> _Records shown_
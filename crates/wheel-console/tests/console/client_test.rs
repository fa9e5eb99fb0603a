use axum::{
    extract::{Path, Query},
    http::{header::AUTHORIZATION, HeaderMap, StatusCode},
    routing::get,
    Json, Router,
};
use reqwest_middleware::reqwest::Url;
use serde_json::{json, Value};
use std::{collections::HashMap, time::Duration};
use tokio::net::TcpListener;
use wheel_console::{build_reqwest_client, ApiError, SpinWheelApi, SpinWheelClient};
use wheel_core::{RewardKind, WheelPayload, GENERIC_FAILURE};

use crate::helpers::setup_static_logger;

const TOKEN: &str = "test-token";

async fn list_wheels(headers: HeaderMap) -> (StatusCode, Json<Value>) {
    let authorized = headers
        .get(AUTHORIZATION)
        .and_then(|v| v.to_str().ok())
        .is_some_and(|v| v == format!("Bearer {}", TOKEN));
    if !authorized {
        return (
            StatusCode::UNAUTHORIZED,
            Json(json!({"status": false, "message": "Unauthorized"})),
        );
    }
    (
        StatusCode::OK,
        Json(json!({
            "status": true,
            "data": [{"_id": "w1", "name": "Summer", "sections": [], "isActive": true}]
        })),
    )
}

async fn get_or_spin(
    Path(id): Path<String>,
    Query(query): Query<HashMap<String, String>>,
) -> (StatusCode, Json<Value>) {
    if let Some(tokens) = query.get("tokensToUse") {
        return (
            StatusCode::OK,
            Json(json!({
                "status": true,
                "data": {"segment": {
                    "title": format!("{} staked on {}", tokens, id),
                    "type": "token",
                    "value": 5,
                    "color": "#FF5733"
                }}
            })),
        );
    }
    match id.as_str() {
        "missing" => (StatusCode::NOT_FOUND, Json(Value::Null)),
        "archived" => (
            StatusCode::NOT_FOUND,
            Json(json!({"status": false, "message": "Spin wheel was archived"})),
        ),
        _ => (
            StatusCode::OK,
            Json(json!({"status": true, "data": {"_id": id, "name": "Summer"}})),
        ),
    }
}

async fn create_wheel() -> (StatusCode, Json<Value>) {
    (
        StatusCode::BAD_REQUEST,
        Json(json!({"status": false, "message": "Wheel name already exists", "data": {}})),
    )
}

async fn delete_wheel() -> (StatusCode, &'static str) {
    (StatusCode::INTERNAL_SERVER_ERROR, "upstream exploded")
}

/// Local stand-in for the commerce backend, answering under `/api/admin`
async fn spawn_backend() -> Url {
    let router = Router::new()
        .route("/api/admin/spin-wheel", get(list_wheels).post(create_wheel))
        .route(
            "/api/admin/spin-wheel/{id}",
            get(get_or_spin).delete(delete_wheel),
        );
    let listener = TcpListener::bind("127.0.0.1:0").await.unwrap();
    let address = listener.local_addr().unwrap();
    tokio::spawn(async move {
        axum::serve(listener, router).await.unwrap();
    });
    Url::parse(&format!("http://{}/api/admin", address)).unwrap()
}

fn client(base_url: &Url, token: Option<&str>) -> SpinWheelClient {
    let http = build_reqwest_client(Duration::from_secs(5)).unwrap();
    SpinWheelClient::new(http, base_url, token.map(String::from))
}

#[tokio::test]
async fn test_bearer_token_is_sent() {
    setup_static_logger();
    let base_url = spawn_backend().await;

    let wheels = client(&base_url, Some(TOKEN)).list_wheels().await.unwrap();
    assert_eq!(wheels.len(), 1);
    assert_eq!(wheels[0].name, "Summer");

    let err = client(&base_url, None).list_wheels().await.unwrap_err();
    assert_eq!(err.user_message(), "Unauthorized");
}

#[tokio::test]
async fn test_error_status_keeps_server_message() {
    setup_static_logger();
    let base_url = spawn_backend().await;
    let payload = WheelPayload {
        name: String::from("Summer"),
        sections: vec![],
        is_active: false,
    };

    let err = client(&base_url, Some(TOKEN))
        .create_wheel(payload)
        .await
        .unwrap_err();

    assert!(matches!(err, ApiError::Rejected(_)));
    assert_eq!(err.user_message(), "Wheel name already exists");
}

#[tokio::test]
async fn test_not_found_without_message() {
    setup_static_logger();
    let base_url = spawn_backend().await;
    let api = client(&base_url, Some(TOKEN));

    let missing = api.get_wheel("missing").await.unwrap_err();
    assert!(matches!(missing, ApiError::NotFound(_)));

    let archived = api.get_wheel("archived").await.unwrap_err();
    assert!(matches!(archived, ApiError::Rejected(_)));
    assert_eq!(archived.user_message(), "Spin wheel was archived");

    let found = api.get_wheel("w7").await.unwrap();
    assert_eq!(found.id, "w7");
}

#[tokio::test]
async fn test_plain_text_failure_uses_generic_message() {
    setup_static_logger();
    let base_url = spawn_backend().await;

    let err = client(&base_url, Some(TOKEN))
        .delete_wheel("w1")
        .await
        .unwrap_err();

    assert!(matches!(err, ApiError::Request(_)));
    assert_eq!(err.user_message(), GENERIC_FAILURE);
}

#[tokio::test]
async fn test_spin_sends_stake_as_query() {
    setup_static_logger();
    let base_url = spawn_backend().await;

    let won = client(&base_url, Some(TOKEN)).spin("w1", 7).await.unwrap();

    assert_eq!(won.title, "7 staked on w1");
    assert_eq!(won.kind, Some(RewardKind::Token));
    assert_eq!(won.value, Some(5.0));
}
use maud::{html, Markup};

#[derive(Debug, Clone, Copy, PartialEq, Eq)]
pub enum NotificationKind {
    Success,
    Warning,
    Danger,
}

impl NotificationKind {
    fn class(&self) -> &'static str {
        match self {
            Self::Success => "notification is-success",
            Self::Warning => "notification is-warning",
            Self::Danger => "notification is-danger",
        }
    }
}

/// Dismissable notification
pub fn notification(kind: NotificationKind, message: &str) -> Markup {
    html! {
        div class=(kind.class()) {
            button class="delete" onclick="this.parentElement.remove()" {}
            (message)
        }
    }
}

/// Notification swapped into the page's notification area from any response
pub fn notification_oob(kind: NotificationKind, message: &str) -> Markup {
    html! {
        div id="notifications" class="container mt-4" hx-swap-oob="true" {
            (notification(kind, message))
        }
    }
}
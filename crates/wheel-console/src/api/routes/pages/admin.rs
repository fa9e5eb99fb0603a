use std::{str::FromStr, sync::Arc};

use axum::{
    extract::{Path, Query, State},
    http::StatusCode,
    response::{Html, IntoResponse, Response},
    Form,
};
use log::{error, info, warn};
use maud::{html, Markup};
use serde::Deserialize;
use time::OffsetDateTime;
use uuid::Uuid;
use wheel_core::{DateRange, EditorAction, RecordFilter, SectionField, SectionUpdate, Wheel, WheelEditor};

use crate::{
    domain::Error,
    startup::AppState,
    templates::{
        admin::{
            admin_dashboard, editor_panel, record_rows, spin_error, spin_result, wheel_detail,
            wheel_rows, wheels_panel, WheelRow,
        },
        fragments::{notification, notification_oob, NotificationKind},
        layouts::admin::{admin_base, AdminPageConfig},
    },
};

const HX_REDIRECT: &str = "HX-Redirect";

/// Tokens staked by a test spin when the form leaves it blank
const DEFAULT_TEST_STAKE: u32 = 1;

async fn wheel_rows_for(state: &AppState, wheels: Vec<Wheel>) -> Vec<WheelRow> {
    let mut rows = Vec::with_capacity(wheels.len());
    for wheel in wheels {
        let projected = state.service.is_projected(&wheel.id).await;
        rows.push(WheelRow { wheel, projected });
    }
    rows
}

fn redirect_to_dashboard() -> Response {
    (StatusCode::OK, [(HX_REDIRECT, "/admin")]).into_response()
}

fn error_notice(context: &str, e: &Error) -> Markup {
    error!("{}: {}", context, e);
    notification(NotificationKind::Danger, &e.user_message())
}

/// Admin dashboard page
pub async fn admin_page_handler(State(state): State<Arc<AppState>>) -> Html<String> {
    let config = AdminPageConfig {
        title: &state.title,
    };

    let overview = state.service.overview().await;
    let filter = RecordFilter::default();
    let records: Vec<_> = filter
        .apply(&overview.records, OffsetDateTime::now_utc())
        .into_iter()
        .cloned()
        .collect();
    let rows = wheel_rows_for(&state, overview.wheels).await;

    let content = admin_dashboard(&rows, &records, &filter, overview.warning.as_deref());
    Html(admin_base(&config, content).into_string())
}

#[derive(Debug, Deserialize)]
pub struct SearchQuery {
    #[serde(default)]
    pub search: String,
}

/// Wheel table rows matching the search box
pub async fn wheel_rows_fragment(
    State(state): State<Arc<AppState>>,
    Query(query): Query<SearchQuery>,
) -> Html<String> {
    let wheels = state.service.search_wheels(&query.search).await;
    let rows = wheel_rows_for(&state, wheels).await;
    Html(wheel_rows(&rows).into_string())
}

pub async fn wheel_detail_fragment(
    State(state): State<Arc<AppState>>,
    Path(wheel_id): Path<String>,
) -> Html<String> {
    let markup = match state.service.get_wheel(&wheel_id).await {
        Ok(wheel) => wheel_detail(&wheel),
        Err(e) => error_notice("failed to load spin wheel", &e),
    };
    Html(markup.into_string())
}

#[derive(Debug, Deserialize)]
pub struct TestSpinForm {
    #[serde(default)]
    pub tokens_to_use: String,
}

pub async fn test_spin_handler(
    State(state): State<Arc<AppState>>,
    Path(wheel_id): Path<String>,
    Form(form): Form<TestSpinForm>,
) -> Html<String> {
    let raw = form.tokens_to_use.trim();
    let tokens = if raw.is_empty() {
        DEFAULT_TEST_STAKE
    } else {
        match raw.parse::<u32>() {
            Ok(tokens) => tokens,
            Err(_) => {
                return Html(spin_error("tokens to use must be a whole number").into_string());
            }
        }
    };

    let markup = match state.service.test_spin(&wheel_id, tokens).await {
        Ok(won) => {
            info!("test spin of {} won {}", wheel_id, won.title);
            spin_result(&won)
        }
        Err(e) => {
            error!("test spin of {} failed: {}", wheel_id, e);
            spin_error(&e.user_message())
        }
    };
    Html(markup.into_string())
}

/// Delete a wheel and answer with the refreshed wheel table
pub async fn delete_wheel_handler(
    State(state): State<Arc<AppState>>,
    Path(wheel_id): Path<String>,
) -> Html<String> {
    let notice = match state.service.delete_wheel(&wheel_id).await {
        Ok(()) => notification_oob(NotificationKind::Success, "Spin wheel deleted successfully"),
        Err(e) => {
            error!("failed to delete spin wheel {}: {}", wheel_id, e);
            notification_oob(NotificationKind::Danger, &e.user_message())
        }
    };

    let wheels = state.service.search_wheels("").await;
    let rows = wheel_rows_for(&state, wheels).await;
    Html(
        html! {
            (wheels_panel(&rows, ""))
            (notice)
        }
        .into_string(),
    )
}

pub async fn new_editor_handler(State(state): State<Arc<AppState>>) -> Html<String> {
    let session = state.service.open_new_editor().await;
    render_editor(&state, &session).await
}

pub async fn edit_wheel_handler(
    State(state): State<Arc<AppState>>,
    Path(wheel_id): Path<String>,
) -> Html<String> {
    match state.service.open_editor_for(&wheel_id).await {
        Ok(session) => render_editor(&state, &session).await,
        Err(e) => Html(error_notice("failed to open spin wheel for editing", &e).into_string()),
    }
}

async fn render_editor(state: &AppState, session: &Uuid) -> Html<String> {
    editor_response(session, state.service.editor(session).await)
}

fn editor_response(session: &Uuid, editor: Result<WheelEditor, Error>) -> Html<String> {
    let markup = match editor {
        Ok(editor) => editor_panel(session, &editor),
        Err(e) => {
            warn!("editor session {}: {}", session, e);
            notification(NotificationKind::Danger, &e.user_message())
        }
    };
    Html(markup.into_string())
}

async fn apply_action(state: &AppState, session: Uuid, action: EditorAction) -> Html<String> {
    editor_response(&session, state.service.apply(&session, action).await)
}

#[derive(Debug, Deserialize)]
pub struct NameForm {
    #[serde(default)]
    pub name: String,
}

pub async fn rename_wheel_handler(
    State(state): State<Arc<AppState>>,
    Path(session): Path<Uuid>,
    Form(form): Form<NameForm>,
) -> Html<String> {
    apply_action(&state, session, EditorAction::Rename(form.name)).await
}

#[derive(Debug, Deserialize)]
pub struct ActiveForm {
    /// Present only when the checkbox is ticked
    pub is_active: Option<String>,
}

pub async fn set_active_handler(
    State(state): State<Arc<AppState>>,
    Path(session): Path<Uuid>,
    Form(form): Form<ActiveForm>,
) -> Html<String> {
    apply_action(&state, session, EditorAction::SetActive(form.is_active.is_some())).await
}

pub async fn add_section_handler(
    State(state): State<Arc<AppState>>,
    Path(session): Path<Uuid>,
) -> Html<String> {
    apply_action(&state, session, EditorAction::AddSection).await
}

pub async fn remove_section_handler(
    State(state): State<Arc<AppState>>,
    Path((session, index)): Path<(Uuid, usize)>,
) -> Html<String> {
    apply_action(&state, session, EditorAction::RemoveSection(index)).await
}

#[derive(Debug, Deserialize)]
pub struct FieldForm {
    #[serde(default)]
    pub value: String,
}

pub async fn update_section_field_handler(
    State(state): State<Arc<AppState>>,
    Path((session, index, field)): Path<(Uuid, usize, String)>,
    Form(form): Form<FieldForm>,
) -> Html<String> {
    let field = match SectionField::from_str(&field) {
        Ok(field) => field,
        Err(e) => {
            let mut page = render_editor(&state, &session).await.0;
            page.push_str(&notification_oob(NotificationKind::Danger, &e.to_string()).into_string());
            return Html(page);
        }
    };

    let update = SectionUpdate::parse(field, &form.value);
    apply_action(&state, session, EditorAction::UpdateField(index, update)).await
}

/// Submit the draft; a saved wheel sends the browser back to the dashboard
pub async fn submit_wheel_handler(
    State(state): State<Arc<AppState>>,
    Path(session): Path<Uuid>,
) -> Response {
    match state.service.submit(&session).await {
        Ok(wheel) => {
            info!(
                "spin wheel saved: {}",
                wheel.map(|w| w.id).unwrap_or_else(|| String::from("(no body)"))
            );
            redirect_to_dashboard()
        }
        Err(e @ Error::Rejected(_)) => {
            info!("spin wheel submission refused: {}", e);
            render_editor(&state, &session).await.into_response()
        }
        Err(e) => {
            error!("spin wheel submission failed: {}", e);
            render_editor(&state, &session).await.into_response()
        }
    }
}

pub async fn discard_editor_handler(
    State(state): State<Arc<AppState>>,
    Path(session): Path<Uuid>,
) -> Response {
    state.service.discard(&session).await;
    redirect_to_dashboard()
}

#[derive(Debug, Deserialize)]
pub struct RecordsQuery {
    #[serde(default)]
    pub search: String,
    #[serde(default)]
    pub wheel: String,
    #[serde(default)]
    pub range: String,
}

impl From<RecordsQuery> for RecordFilter {
    fn from(query: RecordsQuery) -> Self {
        RecordFilter {
            search: query.search,
            wheel: Some(query.wheel).filter(|w| !w.is_empty()),
            range: DateRange::parse(&query.range),
        }
    }
}

/// Spin record rows matching the filters
pub async fn records_fragment(
    State(state): State<Arc<AppState>>,
    Query(query): Query<RecordsQuery>,
) -> Html<String> {
    let filter = RecordFilter::from(query);
    let markup = match state
        .service
        .spin_records(&filter, OffsetDateTime::now_utc())
        .await
    {
        Ok(records) => record_rows(&records),
        Err(e) => html! {
            tr {
                td colspan="6" { (error_notice("failed to load spin records", &e)) }
            }
        },
    };
    Html(markup.into_string())
}
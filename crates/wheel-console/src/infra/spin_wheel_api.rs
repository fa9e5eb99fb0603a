use hyper::header::{AUTHORIZATION, CONTENT_TYPE};
use log::{debug, error};
use reqwest_middleware::{
    self,
    reqwest::{Method, StatusCode, Url},
    ClientWithMiddleware,
};
use serde::{de::DeserializeOwned, Serialize};
use serde_json::Value;
use thiserror::Error;
use wheel_core::{
    CoreError, Envelope, SpinRecord, Wheel, WheelPayload, WheelUpdate, WonSection,
    GENERIC_FAILURE,
};

#[derive(Error, Debug)]
pub enum Error {
    #[error("item not found: {0}")]
    NotFound(String),
    #[error("problem sending request to backend: {0}")]
    Send(#[from] reqwest_middleware::reqwest::Error),
    #[error("problem sending request to backend: {0}")]
    SendMiddleware(#[from] reqwest_middleware::Error),
    #[error("problem requesting backend: {0}")]
    Request(String),
    /// The backend answered but refused, `status` was not true
    #[error("{0}")]
    Rejected(String),
    #[error("unexpected response from backend: {0}")]
    Decode(#[from] CoreError),
}

impl Error {
    /// Text safe to put in front of an operator
    pub fn user_message(&self) -> String {
        match self {
            Error::Rejected(message) | Error::NotFound(message) => message.clone(),
            _ => GENERIC_FAILURE.to_string(),
        }
    }
}

/// Spin wheel endpoints of the external commerce backend
#[async_trait::async_trait]
pub trait SpinWheelApi: Send + Sync {
    async fn list_wheels(&self) -> Result<Vec<Wheel>, Error>;
    async fn get_wheel(&self, id: &str) -> Result<Wheel, Error>;
    /// The backend may omit the created wheel from its answer
    async fn create_wheel(&self, payload: WheelPayload) -> Result<Option<Wheel>, Error>;
    async fn update_wheel(&self, id: &str, update: WheelUpdate) -> Result<Option<Wheel>, Error>;
    async fn delete_wheel(&self, id: &str) -> Result<(), Error>;
    /// Ask the backend to draw a section, staking `tokens_to_use`
    async fn spin(&self, id: &str, tokens_to_use: u32) -> Result<WonSection, Error>;
    async fn list_spin_records(&self) -> Result<Vec<SpinRecord>, Error>;
}

#[derive(Clone)]
pub struct SpinWheelClient {
    pub base_url: Url,
    pub client: ClientWithMiddleware,
    api_token: Option<String>,
}

impl SpinWheelClient {
    pub fn new(
        client: ClientWithMiddleware,
        base_url: &Url,
        api_token: Option<String>,
    ) -> Self {
        // without the trailing slash Url::join would drop the last segment
        let mut base_url = base_url.to_owned();
        if !base_url.path().ends_with('/') {
            let path = format!("{}/", base_url.path());
            base_url.set_path(&path);
        }

        Self {
            base_url,
            client,
            api_token: api_token.filter(|token| !token.trim().is_empty()),
        }
    }

    fn url(&self, path: &str) -> Result<Url, Error> {
        self.base_url
            .join(path)
            .map_err(|e| Error::Request(e.to_string()))
    }

    /// Send a request and hand back the raw envelope body.
    ///
    /// Failing statuses still carry an envelope most of the time, so the
    /// body is decoded before giving up on the server's message.
    async fn send_request<B: Serialize>(
        &self,
        method: Method,
        url: Url,
        body: Option<&B>,
        not_found_message: String,
    ) -> Result<Value, Error> {
        let mut request = self.client.request(method, url);
        if let Some(token) = &self.api_token {
            request = request.header(AUTHORIZATION, format!("Bearer {}", token));
        }
        if let Some(body) = body {
            let body = serde_json::to_vec(body)
                .map_err(|e| Error::Request(format!("Failed to serialize body: {}", e)))?;
            request = request
                .header(CONTENT_TYPE, "application/json")
                .body(body);
        }

        let response = request.send().await.map_err(|e| {
            error!("error sending to backend: {}", e);
            Error::SendMiddleware(e)
        })?;

        let status = response.status();
        let text = response.text().await?;
        let body: Option<Value> = serde_json::from_str(&text).ok();
        debug!("backend answered {} with {} bytes", status, text.len());

        if status.is_success() {
            return body.ok_or_else(|| {
                Error::Request(format!("response body was not json: {:?}", text))
            });
        }

        let server_message = body
            .as_ref()
            .and_then(|b| b.get("message"))
            .and_then(Value::as_str)
            .filter(|m| !m.trim().is_empty())
            .map(String::from);

        match (status, server_message) {
            (_, Some(message)) => Err(Error::Rejected(message)),
            (StatusCode::NOT_FOUND, None) => Err(Error::NotFound(not_found_message)),
            (status, None) => Err(Error::Request(format!(
                "error response from backend with status {}: {:?}",
                status, text
            ))),
        }
    }

    async fn send_enveloped<T, B>(
        &self,
        method: Method,
        url: Url,
        body: Option<&B>,
        failure: &str,
    ) -> Result<Option<T>, Error>
    where
        T: DeserializeOwned,
        B: Serialize,
    {
        let body = self
            .send_request(method, url, body, failure.to_string())
            .await?;
        unwrap_envelope(body, failure)
    }
}

/// The single place backend envelopes are interpreted.
///
/// `status` and `message` are read before `data` is decoded, a failure
/// envelope carrying an odd `data` still surfaces the server's message.
pub fn unwrap_envelope<T: DeserializeOwned>(body: Value, failure: &str) -> Result<Option<T>, Error> {
    let envelope: Envelope<Value> = serde_json::from_value(body).map_err(CoreError::from)?;
    match envelope.into_data(failure).map_err(Error::Rejected)? {
        None | Some(Value::Null) => Ok(None),
        Some(data) => Ok(Some(
            serde_json::from_value(data).map_err(CoreError::from)?,
        )),
    }
}

#[async_trait::async_trait]
impl SpinWheelApi for SpinWheelClient {
    async fn list_wheels(&self) -> Result<Vec<Wheel>, Error> {
        let url = self.url("spin-wheel")?;
        let wheels = self
            .send_enveloped::<Vec<Wheel>, ()>(Method::GET, url, None, "Failed to fetch spin wheels")
            .await?;
        Ok(wheels.unwrap_or_default())
    }

    async fn get_wheel(&self, id: &str) -> Result<Wheel, Error> {
        let url = self.url(&format!("spin-wheel/{}", id))?;
        self.send_enveloped::<Wheel, ()>(Method::GET, url, None, "Failed to fetch spin wheel")
            .await?
            .ok_or_else(|| Error::NotFound(format!("spin wheel {} not found", id)))
    }

    async fn create_wheel(&self, payload: WheelPayload) -> Result<Option<Wheel>, Error> {
        let url = self.url("spin-wheel")?;
        self.send_enveloped(Method::POST, url, Some(&payload), "Failed to create wheel")
            .await
    }

    async fn update_wheel(&self, id: &str, update: WheelUpdate) -> Result<Option<Wheel>, Error> {
        let url = self.url(&format!("spin-wheel/{}", id))?;
        self.send_enveloped(Method::PUT, url, Some(&update), "Failed to update wheel")
            .await
    }

    async fn delete_wheel(&self, id: &str) -> Result<(), Error> {
        let url = self.url(&format!("spin-wheel/{}", id))?;
        self.send_enveloped::<Value, ()>(Method::DELETE, url, None, "Failed to delete wheel")
            .await?;
        Ok(())
    }

    async fn spin(&self, id: &str, tokens_to_use: u32) -> Result<WonSection, Error> {
        let mut url = self.url(&format!("spin-wheel/{}", id))?;
        url.query_pairs_mut()
            .append_pair("tokensToUse", &tokens_to_use.to_string());

        let body = self
            .send_request::<()>(Method::GET, url, None, format!("spin wheel {} not found", id))
            .await?;
        // status is checked before the section is dug out of the body
        unwrap_envelope::<Value>(body.clone(), "Failed to spin the wheel")?;
        Ok(WonSection::from_spin_body(&body)?)
    }

    async fn list_spin_records(&self) -> Result<Vec<SpinRecord>, Error> {
        let url = self.url("spin-wheel/records")?;
        let records = self
            .send_enveloped::<Vec<SpinRecord>, ()>(
                Method::GET,
                url,
                None,
                "Failed to fetch spin records",
            )
            .await?;
        Ok(records.unwrap_or_default())
    }
}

> _Work instructions_
From the data above, work out how many lines contain the string "enum" and reply with only the number.

> _Completed exercise_
2